Whether you're signing for JB or JA, you will probably be asked to explain the circumstances of your leaving work before the claim is decided.


----------



## lindae1 (26 Jan 2009)

thanks gipimann.
I haven't been already paid for the 390 days. I was paid JB from 1st May 2008 to 31st December 2008. I have re-signed back on since last week but am awaiting my p45 from the employer with which i only worked for a couple of weeks. I then have to submit my p45 to my SW office.
If my claim is accepted do you know if i will still be eligible to be paid JB for the remainder of my 390 days ? I ask because i read somewhere that in the recent budget the maximum period that JB could be paid for now was 12 months.
(Hopefully, I will find a new job asap and this will all be unnecessary).
Advice again really appreciated.


----------



## gipimann (26 Jan 2009)

From Welfare.ie (jobseeker's Benefit page)

_If you were getting Jobseeker's Benefit for at least 6 months before 15 October 2008 you can claim Jobseeker's Benefit for up to 15 months (65 weeks)._ 

It appears from this that you will be able to get the remaining days of your JB claim, the SW Local Office will confirm when your claim is processed.


----------



## gipimann (27 Jan 2009)

Thanks Jaybird, it isn't very clear, is it?

I double checked this, and because the OP signed off and signed on within 13 weeks, and was on for 6 months prior to October 2008, the new claim is linked to the older one and is entitled to the remainder of the 390 days JB.

The "6 months" rule (quoted above) and the less than 13 weeks between sign off and sign on both come into play.


----------



## lindae1 (27 Jan 2009)

to both gipimann and jaybird, a great thanks for your efforts & advice - it is really appreciated.
Just in relation to your last post gipimann, i only signed on for JB from 1st May 2008 so i'm not sure technically that i was on for 6 months prior to October 2008. What do you think ?
Many thanks.


----------



## theengineer (27 Jan 2009)

the SW could attempt to say you left the new job and ae not eligible to JB, you must be actively seeking work, if this becomes an issue, your reply could be you left on health and safety grounds, because stress is considered a hazard by the HSA

hope it works out


----------



## mimmi (28 Jan 2009)

My hub did the same, was on JB Jan 08 took a job May 08 which was to far away really but he wanted to give it ago.
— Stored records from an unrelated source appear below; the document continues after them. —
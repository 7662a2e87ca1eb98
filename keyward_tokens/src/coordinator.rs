//! Single-flight coordination of access token refreshes
//!
//! Every caller that needs an access token goes through the
//! [`RefreshCoordinator`]. While the cached credential is valid it is handed
//! out directly. Once it expires, the first caller to notice starts a
//! refresh _episode_ and performs the only network call of that episode.
//! Every caller that arrives while the episode is in flight waits on it and
//! receives the very same outcome.
//!
//! An episode settles by writing the store, publishing its outcome to the
//! waiters, and returning to idle, all while holding the state lock. A
//! caller arriving after that point sees the settled store and, if it still
//! needs a new token, starts a new episode instead of joining the old one.

use std::{error, fmt, sync::Arc};

use keyward_clock::{Clock, System, UnixMillis};
use parking_lot::Mutex;
use tokio::sync::watch;

use crate::{
    AccessTokenRef, Credential, ExpiryPolicy, RefreshError, RefreshToken, RefreshWatcher, Session,
    SessionBridge, TokenRefresher, TokenStore,
};

type Outcome = Result<Option<Arc<Credential>>, Arc<RefreshError>>;

/// Whether a refresh is currently in flight
#[derive(Clone, Copy, Debug, PartialEq, Eq)]
pub enum RefreshState {
    /// No refresh is in flight
    Idle,
    /// A refresh is in flight and new callers will wait on it
    Refreshing,
}

enum Phase {
    Idle,
    Refreshing(watch::Receiver<Option<Outcome>>),
}

struct State {
    store: TokenStore,
    phase: Phase,
}

/// What a caller needs from the coordinator
#[derive(Clone, Copy, Debug)]
enum Demand<'a> {
    /// Any credential that is not expired
    Valid,
    /// A newly refreshed credential
    Forced,
    /// Any unexpired credential other than the one that was rejected
    Replacing(&'a AccessTokenRef),
}

enum Role {
    Leader(watch::Sender<Option<Outcome>>, Option<Arc<Credential>>),
    Waiter(watch::Receiver<Option<Outcome>>),
}

enum Acquired {
    Refreshed(Credential),
    FromSession(Credential),
    Nothing,
}

struct Inner<C> {
    state: Mutex<State>,
    refresher: Box<dyn TokenRefresher>,
    session: Box<dyn SessionBridge>,
    policy: ExpiryPolicy,
    clock: C,
    published: watch::Sender<Option<Arc<Credential>>>,
}

/// Keeps a caller supplied with a valid access token
///
/// The coordinator is a cheaply cloneable handle. Construct it once at
/// start-up and pass clones to every component that sends authenticated
/// requests; all clones share the same credential and refresh state.
pub struct RefreshCoordinator<C = System> {
    inner: Arc<Inner<C>>,
}

impl<C> Clone for RefreshCoordinator<C> {
    fn clone(&self) -> Self {
        Self {
            inner: Arc::clone(&self.inner),
        }
    }
}

impl<C: fmt::Debug> fmt::Debug for RefreshCoordinator<C> {
    fn fmt(&self, f: &mut fmt::Formatter) -> fmt::Result {
        let state = self.inner.state.lock();
        f.debug_struct("RefreshCoordinator")
            .field("credential", &state.store.get())
            .field("state", &state.phase.as_state())
            .field("policy", &self.inner.policy)
            .field("clock", &self.inner.clock)
            .finish()
    }
}

impl Phase {
    fn as_state(&self) -> RefreshState {
        match self {
            Phase::Idle => RefreshState::Idle,
            Phase::Refreshing(_) => RefreshState::Refreshing,
        }
    }
}

/// Configures a [`RefreshCoordinator`] before it is shared
pub struct RefreshCoordinatorBuilder<C = System> {
    refresher: Box<dyn TokenRefresher>,
    session: Box<dyn SessionBridge>,
    policy: ExpiryPolicy,
    clock: C,
    credential: Option<Credential>,
}

impl<C: fmt::Debug> fmt::Debug for RefreshCoordinatorBuilder<C> {
    fn fmt(&self, f: &mut fmt::Formatter) -> fmt::Result {
        f.debug_struct("RefreshCoordinatorBuilder")
            .field("policy", &self.policy)
            .field("clock", &self.clock)
            .field("credential", &self.credential)
            .finish()
    }
}

impl<C> RefreshCoordinatorBuilder<C> {
    /// Sets the expiry policy
    pub fn with_policy(mut self, policy: ExpiryPolicy) -> Self {
        self.policy = policy;
        self
    }

    /// Seeds the store with an already known credential
    pub fn with_credential(mut self, credential: Credential) -> Self {
        self.credential = Some(credential);
        self
    }

    /// Sets a custom clock to be used
    ///
    /// Useful for testing purposes
    pub fn with_clock<D>(self, clock: D) -> RefreshCoordinatorBuilder<D> {
        RefreshCoordinatorBuilder {
            refresher: self.refresher,
            session: self.session,
            policy: self.policy,
            clock,
            credential: self.credential,
        }
    }

    /// Builds the coordinator
    pub fn build(self) -> RefreshCoordinator<C> {
        let mut store = TokenStore::new();
        if let Some(credential) = self.credential {
            store.set(Arc::new(credential));
        }

        let (published, _) = watch::channel(None);

        RefreshCoordinator {
            inner: Arc::new(Inner {
                state: Mutex::new(State {
                    store,
                    phase: Phase::Idle,
                }),
                refresher: self.refresher,
                session: self.session,
                policy: self.policy,
                clock: self.clock,
                published,
            }),
        }
    }
}

impl RefreshCoordinator {
    /// Constructs a coordinator with the default expiry policy and the system clock
    pub fn new<R, S>(refresher: R, session: S) -> Self
    where
        R: TokenRefresher + 'static,
        S: SessionBridge + 'static,
    {
        Self::builder(refresher, session).build()
    }

    /// Starts configuring a coordinator
    pub fn builder<R, S>(refresher: R, session: S) -> RefreshCoordinatorBuilder
    where
        R: TokenRefresher + 'static,
        S: SessionBridge + 'static,
    {
        RefreshCoordinatorBuilder {
            refresher: Box::new(refresher),
            session: Box::new(session),
            policy: ExpiryPolicy::default(),
            clock: System,
            credential: None,
        }
    }
}

impl<C> RefreshCoordinator<C> {
    /// The cached credential, without regard to its expiry
    pub fn current(&self) -> Option<Arc<Credential>> {
        self.inner.state.lock().store.get()
    }

    /// Whether a refresh is currently in flight
    pub fn refresh_state(&self) -> RefreshState {
        self.inner.state.lock().phase.as_state()
    }

    /// The expiry policy in use
    pub fn policy(&self) -> &ExpiryPolicy {
        &self.inner.policy
    }

    /// Subscribes to notifications of successful refreshes
    pub fn subscribe(&self) -> RefreshWatcher {
        RefreshWatcher::new(self.inner.published.subscribe())
    }

    /// Clears the cached credential and terminates the session
    pub async fn sign_out(&self) {
        self.inner.state.lock().store.clear();
        tracing::info!("signing out");
        self.inner.session.terminate_session().await;
    }
}

impl<C: Clock + Send + Sync + 'static> RefreshCoordinator<C> {
    /// Gets a credential that is not expired, refreshing it if required
    ///
    /// Returns immediately while the cached credential is valid. Otherwise
    /// waits on the refresh already in flight, or starts one. Returns `None`
    /// if no credential could be obtained; if that was due to a failed
    /// refresh, the session has been terminated.
    pub async fn get_valid_access_token(&self) -> Option<Arc<Credential>> {
        self.acquire(Demand::Valid).await.unwrap_or_default()
    }

    /// Refreshes the credential regardless of its expiry
    ///
    /// Joins the refresh already in flight, if there is one. On failure, the
    /// session has been terminated by the time this returns.
    pub async fn refresh_access_token(&self) -> Result<Arc<Credential>, Arc<RefreshError>> {
        self.acquire_refreshed(Demand::Forced).await
    }

    /// Replaces a credential that the server has rejected
    ///
    /// If the cached credential has already been replaced by another
    /// caller since `rejected` was handed out, that replacement is returned
    /// without another refresh.
    pub async fn refresh_rejected(
        &self,
        rejected: &AccessTokenRef,
    ) -> Result<Arc<Credential>, Arc<RefreshError>> {
        self.acquire_refreshed(Demand::Replacing(rejected)).await
    }

    async fn acquire_refreshed(
        &self,
        demand: Demand<'_>,
    ) -> Result<Arc<Credential>, Arc<RefreshError>> {
        // A joined cold-start episode may settle with no credential at all.
        // One more attempt is made before giving up.
        for _ in 0..2 {
            if let Some(credential) = self.acquire(demand).await? {
                return Ok(credential);
            }
        }

        Err(Arc::new(RefreshError::NoRefreshToken))
    }

    async fn acquire(&self, demand: Demand<'_>) -> Outcome {
        loop {
            let role = {
                let mut state = self.inner.state.lock();
                let cached = state.store.get();

                if self.satisfies(cached.as_deref(), demand, self.inner.clock.now()) {
                    tracing::trace!("cached credential satisfies request");
                    return Ok(cached);
                }

                match &state.phase {
                    Phase::Refreshing(episode) => Role::Waiter(episode.clone()),
                    Phase::Idle => {
                        let (sender, receiver) = watch::channel(None);
                        state.phase = Phase::Refreshing(receiver);
                        Role::Leader(sender, cached)
                    }
                }
            };

            match role {
                Role::Waiter(episode) => {
                    tracing::debug!("waiting on in-flight refresh");
                    match wait_for_settlement(episode).await {
                        Err(error) if matches!(*error, RefreshError::Abandoned) => {
                            // Only the leader was cancelled; the refresh is still owed.
                            tracing::debug!("in-flight refresh was abandoned, trying again");
                        }
                        outcome => return outcome,
                    }
                }
                Role::Leader(sender, cached) => return self.lead(demand, sender, cached).await,
            }
        }
    }

    fn satisfies(&self, credential: Option<&Credential>, demand: Demand<'_>, now: UnixMillis) -> bool {
        if self.inner.policy.is_expired(credential, now) {
            return false;
        }

        match demand {
            Demand::Valid => true,
            Demand::Forced => false,
            Demand::Replacing(rejected) => {
                credential.is_some_and(|c| c.access_token() != rejected)
            }
        }
    }

    async fn lead(
        &self,
        demand: Demand<'_>,
        sender: watch::Sender<Option<Outcome>>,
        cached: Option<Arc<Credential>>,
    ) -> Outcome {
        let mut episode = Episode {
            inner: &self.inner,
            sender: Some(sender),
        };

        tracing::debug!(?demand, has_cached = cached.is_some(), "starting refresh");

        let (outcome, refreshed) = match self.run_episode(demand, cached).await {
            Ok(Acquired::Refreshed(credential)) => (Ok(Some(Arc::new(credential))), true),
            Ok(Acquired::FromSession(credential)) => (Ok(Some(Arc::new(credential))), false),
            Ok(Acquired::Nothing) => (Ok(None), false),
            Err(error) => (Err(Arc::new(error)), false),
        };

        episode.settle(&outcome);

        match &outcome {
            Ok(Some(credential)) => {
                tracing::debug!(
                    refreshed,
                    expires_at = credential.expires_at().0,
                    "refresh settled with new credential"
                );
                if refreshed {
                    self.inner.published.send_replace(Some(Arc::clone(credential)));
                }
            }
            Ok(None) => {
                tracing::debug!("refresh settled without a credential");
            }
            Err(error) => {
                tracing::warn!(
                    error = (&**error as &dyn error::Error),
                    "refresh failed, terminating session"
                );
                self.inner.session.terminate_session().await;
            }
        }

        outcome
    }

    async fn run_episode(
        &self,
        demand: Demand<'_>,
        cached: Option<Arc<Credential>>,
    ) -> Result<Acquired, RefreshError> {
        let mut refresh_token: Option<RefreshToken> = cached
            .as_deref()
            .and_then(Credential::refresh_token)
            .map(ToOwned::to_owned);

        if refresh_token.is_none() {
            if let Some(session) = self.fetch_session().await {
                if let Some(access_token) = session.access_token {
                    let now = self.inner.clock.now();
                    let expires_at = self.inner.policy.expiry_for(&access_token, now);
                    let mut credential = Credential::new(access_token, expires_at);
                    if let Some(refresh_token) = &session.refresh_token {
                        credential = credential.with_refresh_token(refresh_token.clone());
                    }

                    if self.satisfies(Some(&credential), demand, now) {
                        tracing::debug!("using access token from session");
                        return Ok(Acquired::FromSession(credential));
                    }
                }

                refresh_token = session.refresh_token;
            }
        }

        let refresh_token = match refresh_token {
            Some(refresh_token) => refresh_token,
            None if cached.is_none() && matches!(demand, Demand::Valid) => {
                tracing::debug!("no cached credential and no session to start from");
                return Ok(Acquired::Nothing);
            }
            None => return Err(RefreshError::NoRefreshToken),
        };

        let issued = self.inner.refresher.refresh(&refresh_token).await?;
        let now = self.inner.clock.now();
        let credential = issued.into_credential(&self.inner.policy, now, Some(&refresh_token));

        Ok(Acquired::Refreshed(credential))
    }

    async fn fetch_session(&self) -> Option<Session> {
        match self.inner.session.fetch_session().await {
            Ok(session) => session,
            Err(source) => {
                let error = RefreshError::SessionFetchFailed(source);
                tracing::warn!(
                    error = (&error as &dyn error::Error),
                    "continuing without a session"
                );
                None
            }
        }
    }
}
In the end he lasted 5 weeks - getting up at 5.30 not home till 8.45pm, he resumed his JB and didn't have any problems.


----------



## Welfarite (29 Jan 2009)

theengineer said:


> your reply could be you left on health and safety grounds, because stress is considered a hazard by the HSA


----------



## lindae1 (30 Jan 2009)

hi there,
trying to look ahead if i can't find a job in the short term, i understand that you can apply for JA after your JB entitlement runs out. I also understand that JA is means tested. I've looked at the complicated strands involved in the means testing assessment and i can understand and reason most of it. However, it seems that if i have a pension (from my previous employer) then that will be calculable as an investment for the means test. Is this correct ? It doesn't make sense to me as i can't touch my pension until after I'm 60. How can that be pertinent to what I have as savings to use NOW to support the family. If i could access my pension now, I surely would just to pay off the mortgage.
Help !


----------



## Welfarite (2 Feb 2009)

lindae1 said:


> However, it seems that if i have a pension (from my previous employer) then that will be calculable as an investment for the means test. Is this correct ? It doesn't make sense to me as i can't touch my pension until after I'm 60.


 

I think what you mean is that any contributions to a pension fund in the past are treated like shares/investments. They can be withdrawn, so they are treated like capital for Sw purposes. Or is it that you are already in reciept of a pension? If so, it's treated as a weekly income for SW purposes.


----------



## lindae1 (2 Feb 2009)

Hi Welfarite,
I think i understand what you are saying. I have certainly made AVC contributions to my previous employer's pension scheme. However, to my best knowledge i can't withdraw them (i think you can if you leave a job within 2 years). Please correct me if i have the wrong end of the stick.


----------



## lindae1 (3 Feb 2009)

Hi there,
just to now try and clarify. Went down to my local SW info office and asked about the JA means testing for a contributory pension scheme and i was told that it is only assessed as income if you are actually drawing the pension. As i am not yet drawing a pension from it, it won't be assessed for JA means testing.


----------